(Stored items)
=== Begin Enclosure ===
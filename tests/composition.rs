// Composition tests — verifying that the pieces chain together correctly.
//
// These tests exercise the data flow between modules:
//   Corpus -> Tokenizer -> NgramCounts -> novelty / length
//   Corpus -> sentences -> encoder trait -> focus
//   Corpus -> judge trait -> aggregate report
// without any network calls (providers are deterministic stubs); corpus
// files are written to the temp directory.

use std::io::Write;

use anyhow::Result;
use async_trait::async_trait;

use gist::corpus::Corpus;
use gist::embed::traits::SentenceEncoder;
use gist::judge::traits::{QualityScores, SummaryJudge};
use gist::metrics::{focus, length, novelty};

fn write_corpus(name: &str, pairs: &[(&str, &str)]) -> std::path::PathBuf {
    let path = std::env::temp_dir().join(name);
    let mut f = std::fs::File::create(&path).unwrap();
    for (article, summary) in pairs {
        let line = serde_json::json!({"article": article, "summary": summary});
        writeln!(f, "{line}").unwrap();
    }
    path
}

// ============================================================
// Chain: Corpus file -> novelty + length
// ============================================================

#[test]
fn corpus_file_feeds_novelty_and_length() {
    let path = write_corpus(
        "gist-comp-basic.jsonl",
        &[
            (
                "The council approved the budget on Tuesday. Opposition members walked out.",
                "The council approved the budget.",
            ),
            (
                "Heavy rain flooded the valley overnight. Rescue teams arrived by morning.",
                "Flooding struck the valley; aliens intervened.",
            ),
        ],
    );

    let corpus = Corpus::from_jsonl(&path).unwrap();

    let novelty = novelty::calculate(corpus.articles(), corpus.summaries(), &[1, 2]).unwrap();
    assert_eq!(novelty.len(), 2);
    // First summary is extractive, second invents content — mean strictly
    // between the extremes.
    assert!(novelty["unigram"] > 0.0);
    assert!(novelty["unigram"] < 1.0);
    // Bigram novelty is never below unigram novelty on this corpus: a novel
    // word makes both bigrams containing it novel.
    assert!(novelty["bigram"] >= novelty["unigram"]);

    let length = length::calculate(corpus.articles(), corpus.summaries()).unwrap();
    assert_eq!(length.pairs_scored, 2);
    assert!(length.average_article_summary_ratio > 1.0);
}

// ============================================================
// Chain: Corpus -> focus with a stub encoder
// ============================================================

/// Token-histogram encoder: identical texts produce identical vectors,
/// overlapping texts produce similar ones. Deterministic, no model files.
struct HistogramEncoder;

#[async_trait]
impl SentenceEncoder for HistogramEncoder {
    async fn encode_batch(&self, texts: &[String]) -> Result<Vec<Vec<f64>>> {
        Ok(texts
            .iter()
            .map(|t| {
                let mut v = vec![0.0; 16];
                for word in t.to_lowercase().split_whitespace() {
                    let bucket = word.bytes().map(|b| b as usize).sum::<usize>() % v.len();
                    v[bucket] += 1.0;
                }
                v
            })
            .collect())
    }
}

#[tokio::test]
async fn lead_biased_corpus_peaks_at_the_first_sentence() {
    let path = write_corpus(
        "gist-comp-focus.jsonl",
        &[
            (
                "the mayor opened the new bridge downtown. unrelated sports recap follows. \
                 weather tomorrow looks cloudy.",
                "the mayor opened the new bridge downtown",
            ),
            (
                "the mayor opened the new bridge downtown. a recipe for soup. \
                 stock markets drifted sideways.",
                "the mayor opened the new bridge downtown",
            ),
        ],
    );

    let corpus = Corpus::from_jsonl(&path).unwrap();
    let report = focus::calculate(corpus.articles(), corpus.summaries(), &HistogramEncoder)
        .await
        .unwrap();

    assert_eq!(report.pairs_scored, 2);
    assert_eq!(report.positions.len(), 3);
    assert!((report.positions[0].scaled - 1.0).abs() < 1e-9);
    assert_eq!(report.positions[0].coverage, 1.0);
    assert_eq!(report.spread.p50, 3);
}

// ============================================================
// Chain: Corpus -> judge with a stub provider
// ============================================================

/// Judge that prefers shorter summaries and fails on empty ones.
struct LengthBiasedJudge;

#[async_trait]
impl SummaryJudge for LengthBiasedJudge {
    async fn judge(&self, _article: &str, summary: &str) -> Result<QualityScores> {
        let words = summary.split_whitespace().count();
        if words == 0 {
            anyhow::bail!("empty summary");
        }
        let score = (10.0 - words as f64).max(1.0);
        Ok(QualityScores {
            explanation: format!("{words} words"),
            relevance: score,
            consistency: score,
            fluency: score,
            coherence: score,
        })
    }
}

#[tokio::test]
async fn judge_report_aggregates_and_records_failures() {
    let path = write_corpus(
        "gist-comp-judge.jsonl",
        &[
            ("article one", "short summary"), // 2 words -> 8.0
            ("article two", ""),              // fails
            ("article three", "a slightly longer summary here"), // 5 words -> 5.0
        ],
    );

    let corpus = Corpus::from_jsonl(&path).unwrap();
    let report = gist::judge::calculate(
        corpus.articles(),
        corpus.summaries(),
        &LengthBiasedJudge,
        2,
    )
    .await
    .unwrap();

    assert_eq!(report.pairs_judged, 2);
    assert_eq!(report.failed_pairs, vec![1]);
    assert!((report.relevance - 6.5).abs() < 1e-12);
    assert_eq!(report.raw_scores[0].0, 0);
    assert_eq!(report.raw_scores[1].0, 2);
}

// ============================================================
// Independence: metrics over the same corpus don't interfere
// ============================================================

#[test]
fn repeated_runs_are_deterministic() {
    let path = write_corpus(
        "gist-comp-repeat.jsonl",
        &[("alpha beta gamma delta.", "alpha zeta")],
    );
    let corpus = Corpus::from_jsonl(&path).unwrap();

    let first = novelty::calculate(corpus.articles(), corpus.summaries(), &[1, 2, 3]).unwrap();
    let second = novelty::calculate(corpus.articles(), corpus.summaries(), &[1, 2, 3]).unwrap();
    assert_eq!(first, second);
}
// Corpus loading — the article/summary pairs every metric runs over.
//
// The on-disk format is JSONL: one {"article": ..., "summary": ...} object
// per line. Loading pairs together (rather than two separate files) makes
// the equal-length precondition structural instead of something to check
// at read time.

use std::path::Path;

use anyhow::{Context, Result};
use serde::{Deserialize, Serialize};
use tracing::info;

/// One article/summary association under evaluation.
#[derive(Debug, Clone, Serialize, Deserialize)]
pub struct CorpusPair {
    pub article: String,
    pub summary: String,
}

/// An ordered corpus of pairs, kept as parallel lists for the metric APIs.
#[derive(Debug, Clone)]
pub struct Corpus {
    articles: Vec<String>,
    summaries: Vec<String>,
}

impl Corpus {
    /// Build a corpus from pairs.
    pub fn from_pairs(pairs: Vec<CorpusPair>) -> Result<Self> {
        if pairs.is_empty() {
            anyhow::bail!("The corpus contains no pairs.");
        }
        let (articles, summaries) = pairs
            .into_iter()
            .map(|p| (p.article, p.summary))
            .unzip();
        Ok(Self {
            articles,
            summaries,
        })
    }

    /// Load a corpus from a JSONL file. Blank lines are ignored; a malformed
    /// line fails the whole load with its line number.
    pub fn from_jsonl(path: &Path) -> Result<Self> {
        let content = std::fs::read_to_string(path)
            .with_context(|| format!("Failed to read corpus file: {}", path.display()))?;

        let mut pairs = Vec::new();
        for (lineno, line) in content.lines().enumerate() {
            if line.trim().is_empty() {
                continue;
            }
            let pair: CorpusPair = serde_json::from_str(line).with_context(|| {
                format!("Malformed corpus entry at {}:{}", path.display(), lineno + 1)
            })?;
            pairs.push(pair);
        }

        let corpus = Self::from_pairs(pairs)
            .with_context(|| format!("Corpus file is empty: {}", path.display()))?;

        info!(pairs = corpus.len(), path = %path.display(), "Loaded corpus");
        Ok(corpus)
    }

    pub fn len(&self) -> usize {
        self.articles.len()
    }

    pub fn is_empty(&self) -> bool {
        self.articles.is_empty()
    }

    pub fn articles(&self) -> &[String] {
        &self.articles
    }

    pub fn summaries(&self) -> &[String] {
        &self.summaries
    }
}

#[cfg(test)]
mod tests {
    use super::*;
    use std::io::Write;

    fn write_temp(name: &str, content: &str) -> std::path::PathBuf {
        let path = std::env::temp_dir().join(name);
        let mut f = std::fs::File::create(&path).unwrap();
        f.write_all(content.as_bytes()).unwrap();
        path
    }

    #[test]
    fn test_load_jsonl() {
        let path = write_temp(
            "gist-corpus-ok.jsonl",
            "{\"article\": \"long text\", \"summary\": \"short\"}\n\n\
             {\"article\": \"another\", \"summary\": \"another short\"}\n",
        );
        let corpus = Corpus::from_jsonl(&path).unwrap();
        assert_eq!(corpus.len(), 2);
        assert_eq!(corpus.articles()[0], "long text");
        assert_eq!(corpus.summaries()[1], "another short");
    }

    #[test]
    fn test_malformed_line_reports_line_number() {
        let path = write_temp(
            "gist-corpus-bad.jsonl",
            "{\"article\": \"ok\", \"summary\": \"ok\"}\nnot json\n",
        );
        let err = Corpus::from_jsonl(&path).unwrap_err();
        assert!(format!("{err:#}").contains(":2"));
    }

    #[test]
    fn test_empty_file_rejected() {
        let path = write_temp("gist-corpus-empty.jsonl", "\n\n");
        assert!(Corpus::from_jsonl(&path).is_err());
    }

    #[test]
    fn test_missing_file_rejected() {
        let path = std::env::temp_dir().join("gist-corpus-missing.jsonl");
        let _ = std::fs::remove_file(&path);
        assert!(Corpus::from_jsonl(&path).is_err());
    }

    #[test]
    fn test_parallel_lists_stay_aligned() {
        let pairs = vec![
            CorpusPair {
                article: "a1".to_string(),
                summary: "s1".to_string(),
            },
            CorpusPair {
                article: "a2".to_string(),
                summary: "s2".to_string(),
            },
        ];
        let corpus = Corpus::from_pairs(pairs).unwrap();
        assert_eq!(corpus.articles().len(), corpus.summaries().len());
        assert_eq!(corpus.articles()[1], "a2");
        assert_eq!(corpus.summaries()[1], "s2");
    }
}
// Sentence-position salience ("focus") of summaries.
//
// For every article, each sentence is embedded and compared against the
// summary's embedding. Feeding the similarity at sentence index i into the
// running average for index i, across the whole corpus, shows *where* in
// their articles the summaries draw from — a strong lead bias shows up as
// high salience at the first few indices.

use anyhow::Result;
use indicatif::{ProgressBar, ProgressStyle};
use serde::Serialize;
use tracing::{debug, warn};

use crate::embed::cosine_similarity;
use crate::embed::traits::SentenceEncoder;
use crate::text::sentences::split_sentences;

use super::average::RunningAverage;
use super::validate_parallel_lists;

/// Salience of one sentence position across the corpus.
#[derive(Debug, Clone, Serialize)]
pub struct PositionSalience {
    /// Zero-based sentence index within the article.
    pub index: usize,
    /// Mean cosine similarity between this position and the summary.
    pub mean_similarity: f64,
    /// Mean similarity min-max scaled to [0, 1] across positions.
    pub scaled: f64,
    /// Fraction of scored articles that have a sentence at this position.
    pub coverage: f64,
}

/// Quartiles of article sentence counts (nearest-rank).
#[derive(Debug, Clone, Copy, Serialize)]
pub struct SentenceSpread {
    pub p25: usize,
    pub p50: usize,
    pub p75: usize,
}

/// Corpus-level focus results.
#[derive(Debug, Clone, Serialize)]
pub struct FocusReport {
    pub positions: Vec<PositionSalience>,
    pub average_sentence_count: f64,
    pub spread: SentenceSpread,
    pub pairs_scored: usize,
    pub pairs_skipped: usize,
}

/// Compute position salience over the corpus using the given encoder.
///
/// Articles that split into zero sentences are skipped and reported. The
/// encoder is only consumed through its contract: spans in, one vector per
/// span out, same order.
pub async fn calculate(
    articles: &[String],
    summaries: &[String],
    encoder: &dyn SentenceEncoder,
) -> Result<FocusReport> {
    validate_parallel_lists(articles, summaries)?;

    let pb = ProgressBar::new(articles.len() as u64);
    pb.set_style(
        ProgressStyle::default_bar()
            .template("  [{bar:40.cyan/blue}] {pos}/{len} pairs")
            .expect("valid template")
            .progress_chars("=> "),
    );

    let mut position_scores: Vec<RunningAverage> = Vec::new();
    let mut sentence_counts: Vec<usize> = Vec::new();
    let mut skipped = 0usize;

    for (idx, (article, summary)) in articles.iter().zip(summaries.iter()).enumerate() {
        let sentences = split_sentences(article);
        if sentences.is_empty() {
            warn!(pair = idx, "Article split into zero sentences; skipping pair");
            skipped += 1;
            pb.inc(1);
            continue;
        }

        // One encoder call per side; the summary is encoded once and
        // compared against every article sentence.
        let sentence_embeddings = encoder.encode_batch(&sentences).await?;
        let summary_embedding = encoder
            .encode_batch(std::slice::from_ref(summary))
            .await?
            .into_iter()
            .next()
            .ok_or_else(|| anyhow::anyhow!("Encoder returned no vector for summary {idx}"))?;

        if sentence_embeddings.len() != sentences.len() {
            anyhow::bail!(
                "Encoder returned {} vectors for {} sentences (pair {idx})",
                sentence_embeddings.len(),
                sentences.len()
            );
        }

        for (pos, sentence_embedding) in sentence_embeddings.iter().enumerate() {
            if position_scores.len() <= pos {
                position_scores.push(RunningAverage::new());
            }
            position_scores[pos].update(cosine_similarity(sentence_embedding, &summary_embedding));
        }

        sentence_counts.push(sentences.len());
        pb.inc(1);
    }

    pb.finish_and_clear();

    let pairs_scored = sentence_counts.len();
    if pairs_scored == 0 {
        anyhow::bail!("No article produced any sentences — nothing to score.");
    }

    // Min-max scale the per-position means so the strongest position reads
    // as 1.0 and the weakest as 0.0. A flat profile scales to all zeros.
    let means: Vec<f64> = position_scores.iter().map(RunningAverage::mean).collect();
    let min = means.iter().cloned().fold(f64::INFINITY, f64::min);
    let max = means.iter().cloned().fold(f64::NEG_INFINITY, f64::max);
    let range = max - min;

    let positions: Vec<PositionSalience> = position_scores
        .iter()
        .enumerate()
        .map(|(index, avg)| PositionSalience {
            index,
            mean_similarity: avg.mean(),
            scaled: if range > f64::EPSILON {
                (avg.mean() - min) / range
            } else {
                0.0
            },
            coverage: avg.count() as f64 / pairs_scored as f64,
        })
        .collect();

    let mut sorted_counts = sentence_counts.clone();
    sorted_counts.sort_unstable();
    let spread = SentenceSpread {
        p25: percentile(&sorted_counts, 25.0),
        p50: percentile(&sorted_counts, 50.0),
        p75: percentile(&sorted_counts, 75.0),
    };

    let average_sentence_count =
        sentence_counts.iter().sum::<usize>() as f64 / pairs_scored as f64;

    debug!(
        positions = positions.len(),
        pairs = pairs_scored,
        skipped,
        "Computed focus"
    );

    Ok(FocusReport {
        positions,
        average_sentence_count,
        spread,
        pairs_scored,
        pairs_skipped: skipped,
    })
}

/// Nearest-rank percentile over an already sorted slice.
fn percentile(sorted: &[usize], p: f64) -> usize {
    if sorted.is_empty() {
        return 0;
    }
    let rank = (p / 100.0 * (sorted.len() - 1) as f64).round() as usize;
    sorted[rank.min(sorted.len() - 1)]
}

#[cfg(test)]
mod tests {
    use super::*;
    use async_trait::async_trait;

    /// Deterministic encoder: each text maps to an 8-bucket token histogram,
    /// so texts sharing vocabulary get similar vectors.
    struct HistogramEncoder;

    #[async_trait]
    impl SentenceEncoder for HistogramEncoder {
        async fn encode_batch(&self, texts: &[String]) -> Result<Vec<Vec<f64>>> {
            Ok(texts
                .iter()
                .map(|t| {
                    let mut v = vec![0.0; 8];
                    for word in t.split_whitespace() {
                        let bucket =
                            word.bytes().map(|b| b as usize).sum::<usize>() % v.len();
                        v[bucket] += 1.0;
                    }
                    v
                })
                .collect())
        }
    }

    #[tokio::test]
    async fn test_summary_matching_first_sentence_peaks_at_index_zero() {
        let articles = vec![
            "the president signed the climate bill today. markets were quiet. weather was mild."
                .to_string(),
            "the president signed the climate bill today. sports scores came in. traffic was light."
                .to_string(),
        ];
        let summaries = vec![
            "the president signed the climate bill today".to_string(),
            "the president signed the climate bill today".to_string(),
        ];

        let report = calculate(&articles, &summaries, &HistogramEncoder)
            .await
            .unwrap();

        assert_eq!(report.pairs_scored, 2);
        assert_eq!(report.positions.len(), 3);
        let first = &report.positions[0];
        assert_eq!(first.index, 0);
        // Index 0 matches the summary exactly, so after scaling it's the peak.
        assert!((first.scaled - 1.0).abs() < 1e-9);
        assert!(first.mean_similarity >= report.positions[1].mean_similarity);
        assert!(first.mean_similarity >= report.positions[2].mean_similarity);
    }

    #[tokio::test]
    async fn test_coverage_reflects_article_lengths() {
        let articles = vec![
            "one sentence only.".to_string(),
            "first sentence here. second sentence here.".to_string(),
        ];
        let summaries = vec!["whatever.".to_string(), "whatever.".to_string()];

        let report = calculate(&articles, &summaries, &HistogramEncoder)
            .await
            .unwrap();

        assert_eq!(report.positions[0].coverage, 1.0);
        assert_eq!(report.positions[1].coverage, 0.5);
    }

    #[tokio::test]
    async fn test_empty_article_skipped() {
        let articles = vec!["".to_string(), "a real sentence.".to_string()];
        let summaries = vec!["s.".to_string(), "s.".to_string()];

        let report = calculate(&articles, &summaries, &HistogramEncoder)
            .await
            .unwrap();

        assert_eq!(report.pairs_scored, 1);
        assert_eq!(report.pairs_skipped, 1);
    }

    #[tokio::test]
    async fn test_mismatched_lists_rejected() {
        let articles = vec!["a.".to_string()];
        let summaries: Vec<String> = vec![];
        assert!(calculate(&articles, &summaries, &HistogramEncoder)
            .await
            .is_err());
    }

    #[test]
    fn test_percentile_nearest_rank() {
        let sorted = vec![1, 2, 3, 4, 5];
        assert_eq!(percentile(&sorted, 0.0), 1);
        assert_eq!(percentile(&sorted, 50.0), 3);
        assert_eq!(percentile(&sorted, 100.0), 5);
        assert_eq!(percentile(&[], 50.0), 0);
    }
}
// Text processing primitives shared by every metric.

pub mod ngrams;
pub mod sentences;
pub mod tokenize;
=== End Enclosure ===
Work instruction:
Look above for the line holding "use crate::text::sentences::split_sentences;". Print it and every line after it, exactly, through the line holding "for (idx, (article, summary))".

Response to the task:
use crate::text::sentences::split_sentences;

use super::average::RunningAverage;
use super::validate_parallel_lists;

/// Salience of one sentence position across the corpus.
#[derive(Debug, Clone, Serialize)]
pub struct PositionSalience {
    /// Zero-based sentence index within the article.
    pub index: usize,
    /// Mean cosine similarity between this position and the summary.
    pub mean_similarity: f64,
    /// Mean similarity min-max scaled to [0, 1] across positions.
    pub scaled: f64,
    /// Fraction of scored articles that have a sentence at this position.
    pub coverage: f64,
}

/// Quartiles of article sentence counts (nearest-rank).
#[derive(Debug, Clone, Copy, Serialize)]
pub struct SentenceSpread {
    pub p25: usize,
    pub p50: usize,
    pub p75: usize,
}

/// Corpus-level focus results.
#[derive(Debug, Clone, Serialize)]
pub struct FocusReport {
    pub positions: Vec<PositionSalience>,
    pub average_sentence_count: f64,
    pub spread: SentenceSpread,
    pub pairs_scored: usize,
    pub pairs_skipped: usize,
}

/// Compute position salience over the corpus using the given encoder.
///
/// Articles that split into zero sentences are skipped and reported. The
/// encoder is only consumed through its contract: spans in, one vector per
/// span out, same order.
pub async fn calculate(
    articles: &[String],
    summaries: &[String],
    encoder: &dyn SentenceEncoder,
) -> Result<FocusReport> {
    validate_parallel_lists(articles, summaries)?;

    let pb = ProgressBar::new(articles.len() as u64);
    pb.set_style(
        ProgressStyle::default_bar()
            .template("  [{bar:40.cyan/blue}] {pos}/{len} pairs")
            .expect("valid template")
            .progress_chars("=> "),
    );

    let mut position_scores: Vec<RunningAverage> = Vec::new();
    let mut sentence_counts: Vec<usize> = Vec::new();
    let mut skipped = 0usize;

    for (idx, (article, summary)) in articles.iter().zip(summaries.iter()).enumerate() {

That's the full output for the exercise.